I just came across information that apparently the final revision of DSM5 Autistic Spectrum Disorder is different than the last publicly released revision, as "diagnostic history", yesterday, was described in the New York Times as added in as part of the parameters for a diagnosis, and Catherine Lord provided some interesting quotes that warrant further details.

http://www.nytimes.com/2012/12/11/healt ... d=all&_r=0


Quote:
The new, streamlined definition was approved, but with language that took into account a person’s diagnostic history. “It’s explicit that anyone who’s had an Asperger’s or autism or PDD-NOS diagnosis before is now included,” said Catherine Lord, a committee member who worked on the new definition and who is director of the Center for Autism and the Developing Brain in New York. “Essentially everyone gets in"
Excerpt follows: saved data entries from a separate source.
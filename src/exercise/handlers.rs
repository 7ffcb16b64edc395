use axum::{
    extract::{rejection::JsonRejection, rejection::QueryRejection, Path, Query, State},
    http::StatusCode,
    routing::{get, post, put},
    Json, Router,
};
use tracing::{info, instrument};
use uuid::Uuid;

use super::{
    dto::{CreateExerciseRequest, CreatedExerciseResponse, LookupQuery, UpdateExerciseRequest},
    lookup::{effective_minutes, estimate, CalorieEstimate},
    met::DEFAULT_WEIGHT_KG,
    repo_types::Exercise,
    services::{owned, validate_new, validate_patch},
};
use crate::{
    auth::AuthUser,
    error::{AppError, AppResult},
    profile::ProfileRow,
    state::AppState,
};

pub fn exercise_routes() -> Router<AppState> {
    Router::new()
        .route("/exercise-log", post(create_exercise))
        .route("/exercise-log/user/:user_id", get(list_exercises))
        .route("/exercise-log/:id", put(update_exercise).delete(delete_exercise))
        .route("/exercise-lookup", get(lookup_exercise))
}

#[instrument(skip(state))]
pub async fn list_exercises(
    State(state): State<AppState>,
    AuthUser(caller): AuthUser,
    Path(user_id): Path<Uuid>,
) -> AppResult<Json<Vec<Exercise>>> {
    if caller != user_id {
        return Err(AppError::Forbidden);
    }
    Ok(Json(Exercise::list_by_user(&state.db, user_id).await?))
}

#[instrument(skip(state, payload))]
pub async fn create_exercise(
    State(state): State<AppState>,
    AuthUser(user_id): AuthUser,
    payload: Result<Json<CreateExerciseRequest>, JsonRejection>,
) -> AppResult<(StatusCode, Json<CreatedExerciseResponse>)> {
    let Json(payload) = payload?;
    let profile = ProfileRow::find(&state.db, user_id)
        .await?
        .ok_or(AppError::NotFound("User"))?;

    let new = validate_new(&payload, profile.weight_kg)?;
    let saved = Exercise::create(&state.db, user_id, &new).await?;

    info!(%user_id, exercise_id = %saved.id, calories = saved.calories_burned, "exercise logged");
    Ok((
        StatusCode::CREATED,
        Json(CreatedExerciseResponse {
            message: "Exercise logged",
            saved_exercise: saved,
            updated_tdee: profile.tdee,
        }),
    ))
}

#[instrument(skip(state, payload))]
pub async fn update_exercise(
    State(state): State<AppState>,
    AuthUser(user_id): AuthUser,
    Path(id): Path<Uuid>,
    payload: Result<Json<UpdateExerciseRequest>, JsonRejection>,
) -> AppResult<Json<Exercise>> {
    let Json(payload) = payload?;
    let patch = validate_patch(&payload)?;
    owned(&state, user_id, id).await?;

    let updated = Exercise::update(&state.db, id, user_id, &patch)
        .await?
        .ok_or(AppError::NotFound("Exercise"))?;
    Ok(Json(updated))
}

#[instrument(skip(state))]
pub async fn delete_exercise(
    State(state): State<AppState>,
    AuthUser(user_id): AuthUser,
    Path(id): Path<Uuid>,
) -> AppResult<Json<serde_json::Value>> {
    owned(&state, user_id, id).await?;
    if !Exercise::delete(&state.db, id, user_id).await? {
        return Err(AppError::NotFound("Exercise"));
    }
    Ok(Json(serde_json::json!({ "message": "Exercise deleted" })))
}

#[instrument(skip(state))]
pub async fn lookup_exercise(
    State(state): State<AppState>,
    AuthUser(user_id): AuthUser,
    query: Result<Query<LookupQuery>, QueryRejection>,
) -> AppResult<Json<CalorieEstimate>> {
    let Query(query) = query?;
    let weight = ProfileRow::find(&state.db, user_id)
        .await?
        .and_then(|p| p.weight_kg)
        .unwrap_or(DEFAULT_WEIGHT_KG);

    let result = estimate(
        state.activities.as_ref(),
        &query.activity,
        effective_minutes(query.duration),
        weight,
    )
    .await?;
    Ok(Json(result))
}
Catherine Lord is an interesting wordsmith. Essentially everyone gets in means most everyone will get in, but does not guarantee that everyone WILL get in, or quantify who essentially everyone is in the context of their diagnostic history. She could mean those are included who were earlier diagnosed with all the new current mandatory requirements of behavioral impairments in the historical diagnostic record and can be administratively placed under the new diagnostic label with or without a current re-assessment. However, it's not likely that the DSM5 could force this administrative work on private professionals without a fee paid by someone, if that is what is meant by her quotes.

Her recent study indicated that only 10 percent would lose a diagnosis if re-assessed based on clinical records, so technically her quote would be in the ball park of essentially everyone gets in, if her research results reflect the larger world of clinical records; which at this point is speculative at best.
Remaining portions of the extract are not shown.